**What the task requires:** Retype the entries word for word, leaving nothing out.

Dataset records:
==*==

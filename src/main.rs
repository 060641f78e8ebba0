use clap::Parser;
use std::process;

use critpath::cli;
use critpath::cli::commands::{Cli, Commands};
use critpath::logging;

fn main() {
    let cli_args = Cli::parse();

    if let Err(e) = logging::init_logging(cli_args.log_level) {
        eprintln!("Error: {e:#}");
        process::exit(1);
    }

    let ctx = cli::Context {
        db_path: cli_args.db,
        config_path: cli_args.config,
        org: cli_args.org,
        workspace: cli_args.workspace,
        json: cli_args.json,
    };

    let exit_code = match cli_args.command {
        Commands::Init => cli::init::run(&ctx),
        Commands::Project(cmd) => cli::project::run(cmd, &ctx),
        Commands::Task(cmd) => cli::task::run(cmd, &ctx),
        Commands::Dep(cmd) => cli::dep::run(cmd, &ctx),
        Commands::Recompute { project } => cli::recompute::run(&project, &ctx),
        Commands::Baseline(cmd) => cli::baseline::run(cmd, &ctx),
        Commands::Variance { project } => cli::baseline::run_variance(&project, &ctx),
        Commands::Ev(cmd) => cli::ev::run(cmd, &ctx),
    };

    process::exit(exit_code);
}
use std::cmp::Reverse;
use std::collections::BinaryHeap;

use super::ProjectGraph;

/// Kahn's algorithm with a min-heap on node index, so among ready nodes the
/// lexically smallest task id always comes first.
pub fn topological_order(graph: &ProjectGraph) -> Vec<usize> {
    let n = graph.len();
    let mut in_degree: Vec<usize> = (0..n).map(|i| graph.predecessors(i).len()).collect();
    let mut ready: BinaryHeap<Reverse<usize>> =
        (0..n).filter(|&i| in_degree[i] == 0).map(Reverse).collect();
    let mut order = Vec::with_capacity(n);

    while let Some(Reverse(node)) = ready.pop() {
        order.push(node);
        for &(next, _) in graph.successors(node) {
            in_degree[next] -= 1;
            if in_degree[next] == 0 {
                ready.push(Reverse(next));
            }
        }
    }
    order
}
use rusqlite::{params, Connection, OptionalExtension};

use crate::error::{EngineError, Result};
use crate::models::{Project, ProjectKey};

pub fn create_project(conn: &Connection, project: &Project) -> Result<()> {
    conn.execute(
        "INSERT INTO projects (id, organization_id, workspace_id, name, schedule_from, deadline)
         VALUES (?1, ?2, ?3, ?4, ?5, ?6)",
        params![
            project.key.project_id,
            project.key.organization_id,
            project.key.workspace_id,
            project.name,
            project.schedule_from,
            project.deadline,
        ],
    )?;
    Ok(())
}

/// Look a project up by id alone. Used where the caller has no scope yet.
pub fn find_project(conn: &Connection, project_id: &str) -> Result<Option<Project>> {
    let project = conn
        .query_row(
            "SELECT id, organization_id, workspace_id, name, schedule_from, deadline
             FROM projects WHERE id = ?1",
            params![project_id],
            row_to_project,
        )
        .optional()?;
    Ok(project)
}

/// Fetch a project, requiring the full organization/workspace scope to match.
/// A scope mismatch is reported as not found.
pub fn get_project(conn: &Connection, key: &ProjectKey) -> Result<Project> {
    match find_project(conn, &key.project_id)? {
        Some(project) if project.key == *key => Ok(project),
        _ => Err(EngineError::ProjectNotFound(key.to_string())),
    }
}

pub fn update_schedule_window(
    conn: &Connection,
    key: &ProjectKey,
    schedule_from: chrono::DateTime<chrono::Utc>,
    deadline: Option<chrono::DateTime<chrono::Utc>>,
) -> Result<()> {
    let changed = conn.execute(
        "UPDATE projects SET schedule_from = ?1, deadline = ?2
         WHERE id = ?3 AND organization_id = ?4 AND workspace_id = ?5",
        params![schedule_from, deadline, key.project_id, key.organization_id, key.workspace_id],
    )?;
    if changed == 0 {
        return Err(EngineError::ProjectNotFound(key.to_string()));
    }
    Ok(())
}

fn row_to_project(row: &rusqlite::Row) -> rusqlite::Result<Project> {
    Ok(Project {
        key: ProjectKey {
            project_id: row.get(0)?,
            organization_id: row.get(1)?,
            workspace_id: row.get(2)?,
        },
        name: row.get(3)?,
        schedule_from: row.get(4)?,
        deadline: row.get(5)?,
    })
}

#[cfg(test)]
mod tests {
    use super::*;
    use crate::db::Store;
    use chrono::{TimeZone, Utc};

    fn project() -> Project {
        Project {
            key: ProjectKey::new("org-1", "ws-1", "proj-1"),
            name: "Launch".into(),
            schedule_from: Utc.with_ymd_and_hms(2025, 2, 3, 9, 0, 0).unwrap(),
            deadline: None,
        }
    }

    #[test]
    fn test_create_and_get() {
        let store = Store::open_in_memory().unwrap();
        store
            .with_conn(|conn| {
                create_project(conn, &project())?;
                assert_eq!(get_project(conn, &project().key)?, project());
                Ok(())
            })
            .unwrap();
    }

    #[test]
    fn test_foreign_scope_is_not_found() {
        let store = Store::open_in_memory().unwrap();
        store
            .with_conn(|conn| {
                create_project(conn, &project())?;
                let other = ProjectKey::new("org-2", "ws-1", "proj-1");
                let err = get_project(conn, &other).unwrap_err();
                assert_eq!(err.code().as_str(), "PROJECT_NOT_FOUND");
                assert!(update_schedule_window(conn, &other, project().schedule_from, None).is_err());
                Ok(())
            })
            .unwrap();
    }
}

==*==

**Solution to this exercise:**
filename src/main.rs
repository 060641f78e8ebba0
use clap::Parser;
use std::process;

use critpath::cli;
use critpath::cli::commands::{Cli, Commands};
use critpath::logging;

fn main() {
    let cli_args = Cli::parse();

    if let Err(e) = logging::init_logging(cli_args.log_level) {
        eprintln!("Error: {e:#}");
        process::exit(1);
    }

    let ctx = cli::Context {
        db_path: cli_args.db,
        config_path: cli_args.config,
        org: cli_args.org,
        workspace: cli_args.workspace,
        json: cli_args.json,
    };

    let exit_code = match cli_args.command {
        Commands::Init => cli::init::run(&ctx),
        Commands::Project(cmd) => cli::project::run(cmd, &ctx),
        Commands::Task(cmd) => cli::task::run(cmd, &ctx),
        Commands::Dep(cmd) => cli::dep::run(cmd, &ctx),
        Commands::Recompute { project } => cli::recompute::run(&project, &ctx),
        Commands::Baseline(cmd) => cli::baseline::run(cmd, &ctx),
        Commands::Variance { project } => cli::baseline::run_variance(&project, &ctx),
        Commands::Ev(cmd) => cli::ev::run(cmd, &ctx),
    };

    process::exit(exit_code);
}
use std::cmp::Reverse;
use std::collections::BinaryHeap;

use super::ProjectGraph;

/// Kahn's algorithm with a min-heap on node index, so among ready nodes the
/// lexically smallest task id always comes first.
pub fn topological_order(graph: &ProjectGraph) -> Vec<usize> {
    let n = graph.len();
    let mut in_degree: Vec<usize> = (0..n).map(|i| graph.predecessors(i).len()).collect();
    let mut ready: BinaryHeap<Reverse<usize>> =
        (0..n).filter(|&i| in_degree[i] == 0).map(Reverse).collect();
    let mut order = Vec::with_capacity(n);

    while let Some(Reverse(node)) = ready.pop() {
        order.push(node);
        for &(next, _) in graph.successors(node) {
            in_degree[next] -= 1;
            if in_degree[next] == 0 {
                ready.push(Reverse(next));
            }
        }
    }
    order
}
use rusqlite::{params, Connection, OptionalExtension};

use crate::error::{EngineError, Result};
use crate::models::{Project, ProjectKey};

pub fn create_project(conn: &Connection, project: &Project) -> Result<()> {
    conn.execute(
        "INSERT INTO projects (id, organization_id, workspace_id, name, schedule_from, deadline)
         VALUES (?1, ?2, ?3, ?4, ?5, ?6)",
        params![
            project.key.project_id,
            project.key.organization_id,
            project.key.workspace_id,
            project.name,
            project.schedule_from,
            project.deadline,
        ],
    )?;
    Ok(())
}

/// Look a project up by id alone. Used where the caller has no scope yet.
pub fn find_project(conn: &Connection, project_id: &str) -> Result<Option<Project>> {
    let project = conn
        .query_row(
            "SELECT id, organization_id, workspace_id, name, schedule_from, deadline
             FROM projects WHERE id = ?1",
            params![project_id],
            row_to_project,
        )
        .optional()?;
    Ok(project)
}

/// Fetch a project, requiring the full organization/workspace scope to match.
/// A scope mismatch is reported as not found.
pub fn get_project(conn: &Connection, key: &ProjectKey) -> Result<Project> {
    match find_project(conn, &key.project_id)? {
        Some(project) if project.key == *key => Ok(project),
        _ => Err(EngineError::ProjectNotFound(key.to_string())),
    }
}

pub fn update_schedule_window(
    conn: &Connection,
    key: &ProjectKey,
    schedule_from: chrono::DateTime<chrono::Utc>,
    deadline: Option<chrono::DateTime<chrono::Utc>>,
) -> Result<()> {
    let changed = conn.execute(
        "UPDATE projects SET schedule_from = ?1, deadline = ?2
         WHERE id = ?3 AND organization_id = ?4 AND workspace_id = ?5",
        params![schedule_from, deadline, key.project_id, key.organization_id, key.workspace_id],
    )?;
    if changed == 0 {
        return Err(EngineError::ProjectNotFound(key.to_string()));
    }
    Ok(())
}

fn row_to_project(row: &rusqlite::Row) -> rusqlite::Result<Project> {
    Ok(Project {
        key: ProjectKey {
            project_id: row.get(0)?,
            organization_id: row.get(1)?,
            workspace_id: row.get(2)?,
        },
        name: row.get(3)?,
        schedule_from: row.get(4)?,
        deadline: row.get(5)?,
    })
}

#[cfg(test)]
mod tests {
    use super::*;
    use crate::db::Store;
    use chrono::{TimeZone, Utc};

    fn project() -> Project {
        Project {
            key: ProjectKey::new("org-1", "ws-1", "proj-1"),
            name: "Launch".into(),
            schedule_from: Utc.with_ymd_and_hms(2025, 2, 3, 9, 0, 0).unwrap(),
            deadline: None,
        }
    }

    #[test]
    fn test_create_and_get() {
        let store = Store::open_in_memory().unwrap();
        store
            .with_conn(|conn| {
                create_project(conn, &project())?;
                assert_eq!(get_project(conn, &project().key)?, project());
                Ok(())
            })
            .unwrap();
    }

    #[test]
    fn test_foreign_scope_is_not_found() {
        let store = Store::open_in_memory().unwrap();
        store
            .with_conn(|conn| {
                create_project(conn, &project())?;
                let other = ProjectKey::new("org-2", "ws-1", "proj-1");
                let err = get_project(conn, &other).unwrap_err();
                assert_eq!(err.code().as_str(), "PROJECT_NOT_FOUND");
                assert!(update_schedule_window(conn, &other, project().schedule_from, None).is_err());
                Ok(())
            })
            .unwrap();
    }
}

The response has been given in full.